**DIRECTIONS FOR THIS TASK:** How many of the lines below contain the word "PartialEq"? Only the number is wanted.

Stored data entries
'''

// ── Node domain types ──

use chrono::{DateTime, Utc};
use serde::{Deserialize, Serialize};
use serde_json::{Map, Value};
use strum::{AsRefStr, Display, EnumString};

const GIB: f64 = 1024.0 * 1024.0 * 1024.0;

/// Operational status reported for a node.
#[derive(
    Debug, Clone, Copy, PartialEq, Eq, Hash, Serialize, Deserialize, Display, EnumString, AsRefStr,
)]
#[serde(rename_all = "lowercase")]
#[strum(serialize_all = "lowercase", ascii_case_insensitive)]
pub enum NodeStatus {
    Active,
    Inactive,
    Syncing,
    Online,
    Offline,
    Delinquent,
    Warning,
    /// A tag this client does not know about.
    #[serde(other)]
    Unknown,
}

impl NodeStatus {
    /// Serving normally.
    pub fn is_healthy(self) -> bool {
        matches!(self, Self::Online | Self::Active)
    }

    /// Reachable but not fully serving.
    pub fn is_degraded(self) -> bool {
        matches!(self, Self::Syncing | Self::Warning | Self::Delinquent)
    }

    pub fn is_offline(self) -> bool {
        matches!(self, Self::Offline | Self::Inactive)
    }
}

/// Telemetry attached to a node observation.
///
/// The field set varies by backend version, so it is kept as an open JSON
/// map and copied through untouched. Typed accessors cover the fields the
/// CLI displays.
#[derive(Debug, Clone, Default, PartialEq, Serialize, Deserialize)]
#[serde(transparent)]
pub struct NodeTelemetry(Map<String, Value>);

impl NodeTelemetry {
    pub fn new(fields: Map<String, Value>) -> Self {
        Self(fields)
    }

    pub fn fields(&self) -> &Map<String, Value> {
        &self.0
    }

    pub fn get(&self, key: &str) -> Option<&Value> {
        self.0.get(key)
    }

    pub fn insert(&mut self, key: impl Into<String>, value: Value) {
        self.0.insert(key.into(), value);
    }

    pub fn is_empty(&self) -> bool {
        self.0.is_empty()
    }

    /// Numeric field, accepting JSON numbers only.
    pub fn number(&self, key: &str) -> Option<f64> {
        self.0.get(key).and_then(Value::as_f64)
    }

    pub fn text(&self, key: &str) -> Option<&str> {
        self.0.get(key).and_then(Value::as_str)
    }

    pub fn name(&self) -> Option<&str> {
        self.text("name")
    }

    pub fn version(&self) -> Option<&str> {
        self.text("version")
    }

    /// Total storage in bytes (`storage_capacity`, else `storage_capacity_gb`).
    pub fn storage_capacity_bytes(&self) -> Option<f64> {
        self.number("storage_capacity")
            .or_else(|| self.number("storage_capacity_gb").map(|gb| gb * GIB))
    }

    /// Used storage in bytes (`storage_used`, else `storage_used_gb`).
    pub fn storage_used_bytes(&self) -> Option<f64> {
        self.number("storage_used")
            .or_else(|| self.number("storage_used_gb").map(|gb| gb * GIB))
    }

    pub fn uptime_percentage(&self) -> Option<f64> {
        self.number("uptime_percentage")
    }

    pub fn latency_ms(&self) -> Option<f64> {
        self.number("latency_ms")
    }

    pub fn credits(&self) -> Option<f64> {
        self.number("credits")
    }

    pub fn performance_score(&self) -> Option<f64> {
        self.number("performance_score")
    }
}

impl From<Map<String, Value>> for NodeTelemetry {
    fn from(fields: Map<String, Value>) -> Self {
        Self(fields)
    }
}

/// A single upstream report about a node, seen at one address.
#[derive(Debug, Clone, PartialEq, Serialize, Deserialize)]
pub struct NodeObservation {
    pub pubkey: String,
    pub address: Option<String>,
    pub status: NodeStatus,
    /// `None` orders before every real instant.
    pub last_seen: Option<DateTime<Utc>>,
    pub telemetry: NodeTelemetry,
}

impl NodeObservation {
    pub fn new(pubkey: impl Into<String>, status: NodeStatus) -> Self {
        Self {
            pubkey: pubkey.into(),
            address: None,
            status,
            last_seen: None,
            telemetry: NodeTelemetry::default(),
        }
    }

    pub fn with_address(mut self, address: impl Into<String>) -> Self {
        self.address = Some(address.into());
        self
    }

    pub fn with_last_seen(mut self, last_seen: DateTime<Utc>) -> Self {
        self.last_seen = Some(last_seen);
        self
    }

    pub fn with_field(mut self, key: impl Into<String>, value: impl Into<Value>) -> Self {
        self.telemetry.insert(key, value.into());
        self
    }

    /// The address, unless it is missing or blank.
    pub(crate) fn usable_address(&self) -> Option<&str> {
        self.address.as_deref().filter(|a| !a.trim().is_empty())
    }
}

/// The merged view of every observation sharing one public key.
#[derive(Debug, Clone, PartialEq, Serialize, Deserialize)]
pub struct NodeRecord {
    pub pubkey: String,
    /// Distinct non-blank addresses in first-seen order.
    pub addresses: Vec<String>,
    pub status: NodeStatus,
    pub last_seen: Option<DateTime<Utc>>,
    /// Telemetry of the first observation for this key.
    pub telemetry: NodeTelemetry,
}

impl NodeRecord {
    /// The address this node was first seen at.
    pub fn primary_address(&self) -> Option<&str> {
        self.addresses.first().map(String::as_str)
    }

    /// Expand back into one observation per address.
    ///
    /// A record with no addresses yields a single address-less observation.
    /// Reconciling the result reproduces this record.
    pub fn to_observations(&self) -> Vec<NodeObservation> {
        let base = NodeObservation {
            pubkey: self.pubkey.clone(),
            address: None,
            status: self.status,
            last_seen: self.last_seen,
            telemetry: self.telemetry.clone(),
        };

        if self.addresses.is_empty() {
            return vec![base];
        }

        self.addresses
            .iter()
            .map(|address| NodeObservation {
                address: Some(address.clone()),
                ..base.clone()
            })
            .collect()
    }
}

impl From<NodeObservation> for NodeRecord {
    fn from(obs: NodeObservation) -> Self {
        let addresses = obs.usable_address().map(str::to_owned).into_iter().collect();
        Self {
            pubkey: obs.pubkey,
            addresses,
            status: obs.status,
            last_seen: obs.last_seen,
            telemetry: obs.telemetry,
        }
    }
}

'''

**TASK SOLUTION:** 4